Работы пошли с удвоенной аккуратностью, углубка идет не более чем на 5–7 см. Извлекаем большой белый камень, который мы положили сверху ящика с останками в 1980 году, значит где-то совсем близко сам ящик. Кто-то лопатой цепляет край дощечки и выворачивает ее на поверхность, дощечка крашеная. Нашли! Ящик здесь. Работы прекратили, чтобы дать археологам возможность определиться с планом дальнейших работ. После съемки и зарисовки раскопа получаем от них новую задачу: длину и ширину раскопа увеличить вдвое. Площадь вскрытия увеличивается, таким образом, вчетверо. После расширения и зачистки раскопа на дне более темным пятном выделились четкие контуры старой ямы. Какой-то странный вид имеет западный край ямы, вскрываем вертикально стоящие кости, но ведь мы в той части захоронения не копали! Корякова Л.Н. на чем свет стоит костерит наш археологический дилетантизм при первом вскрытии. Она считает, что варварская нарушенность костяков в этой части ямы – наша работа. Причина перемешанности костей выясняется быстро: при следующей выемке грунта лопата натыкается на нечто, похожее на кабель. Когда углубились достаточно глубоко, оказалось – в самом деле кабель, и прошел он прямо по захоронению по его западному краю.

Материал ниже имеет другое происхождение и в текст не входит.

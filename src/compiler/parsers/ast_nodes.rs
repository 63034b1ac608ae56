//! AST node definitions
//!
//! The reader produces this tree and every later stage consumes it.
//! Bracket shape (`[...]` vs `(...)`) is normalized away by the parser,
//! so a list is just a list by the time it gets here.

use std::fmt;

#[derive(Debug, Clone, PartialEq)]
pub enum AstNode {
    /// 64-bit signed integer literal
    Number(i64),

    /// 64-bit IEEE-754 double literal
    Fractional(f64),

    /// Identifier, operator or special-form head
    Symbol(String),

    /// Raw string literal (escapes are interpreted at codegen time)
    Str(String),

    /// Ordered sequence of child nodes
    List(Vec<AstNode>),
}

impl AstNode {
    pub fn is_symbol(&self, name: &str) -> bool {
        matches!(self, AstNode::Symbol(s) if s == name)
    }

    pub fn as_symbol(&self) -> Option<&str> {
        match self {
            AstNode::Symbol(s) => Some(s),
            _ => None,
        }
    }

    pub fn as_list(&self) -> Option<&[AstNode]> {
        match self {
            AstNode::List(items) => Some(items),
            _ => None,
        }
    }

    /// Renders the node back into bracketed source form, truncating anything
    /// longer than 120 characters. Used by the expression traceback and by
    /// error messages, so it must never panic on malformed trees.
    pub fn render_truncated(&self) -> String {
        const LIMIT: usize = 120;

        let full = self.render();
        if full.len() > LIMIT {
            let mut cut = LIMIT - 3;
            while !full.is_char_boundary(cut) {
                cut -= 1;
            }
            format!("{}...", &full[..cut])
        } else {
            full
        }
    }

    fn render(&self) -> String {
        match self {
            AstNode::Number(n) => n.to_string(),
            AstNode::Fractional(x) => x.to_string(),
            AstNode::Symbol(s) => s.clone(),
            AstNode::Str(s) => format!("\"{s}\""),
            AstNode::List(items) => {
                if items.is_empty() {
                    return "[]".to_string();
                }
                let inner: Vec<String> = items.iter().map(|e| e.render()).collect();
                format!("[{}]", inner.join(" "))
            }
        }
    }
}

impl fmt::Display for AstNode {
    fn fmt(&self, f: &mut fmt::Formatter<'_>) -> fmt::Result {
        write!(f, "{}", self.render())
    }
}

Под светом прожекторов вскрываем ящик. Видеокамера не прекращает съемку. Находка ящика взбудоражила людей – не зря работали. В раскоп набилось много народа. Вижу, Л.Н. Корякова на грани нервного срыва: такого отношения к месту ее работы она как профессионал, наверняка, не мыслила увидеть даже в самом страшном сне! Что поделать, издержки работы с дилетантами... Больше всех радовался и суетился Пичугин В.И. Усилия по организации раскопок, уже можно было с уверенностью сказать, увенчались успехом. Он тут же, в раскопе, берет импровизированное интервью у А.Н. Авдонина и у меня. Сейчас не могу вспомнить, о чем говорил тогда, но один вопрос Пичуги на В. И. врезался в память. Он спросил меня, помню ли я, какая надпись выбита на обратной стороне иконы, извлеченной из того же ящика. Двенадцать лет до этого момента мне не представлялось случая, чтобы вспомнить, какую надпись сделал Гелий Трофимович Рябов на иконе, но тут вдруг всплыло в памяти: «Претерпевший до конца, спасется»! Сначала не понимаю, откуда эта фраза, почему я ее помню? И вдруг дошло: это же почти дословное название сценария Гелия Рябова, прочитанного мною незадолго до этого в журнале «Выбор», сценарий назывался «Претерпевшие до конца». Не веря своей памяти, лихорадочно счищаю осклизлую зелень с медной иконы. Проступает надпись: «Взято 1.06.79, возвращено 7.07.80» и еще: «Претерпевший до конца, спасется». Удивляюсь свой ассоциативной памяти и с сожалением думаю, что Рябов Г.Т. не с нами. Столько лет жили каждый один на один со страшной тайной, которая жгла, требовала выхода в какой-либо, пусть завуалированной форме. В конце концов, у одного из нас нервы не выдержали. В 1989 году Рябов Г.Т. объявил миру сенсационную весть: он нашел могилу царской семьи, помогали ему помощники с Урала. Это было началом раскола, его продолжением явилось то, что Рябов Г.Т. в Москве, а его уральские «помощники» в данный момент находятся в раскопе, в центре всеобщего ажиотажа по поводу обнаружения захоронения.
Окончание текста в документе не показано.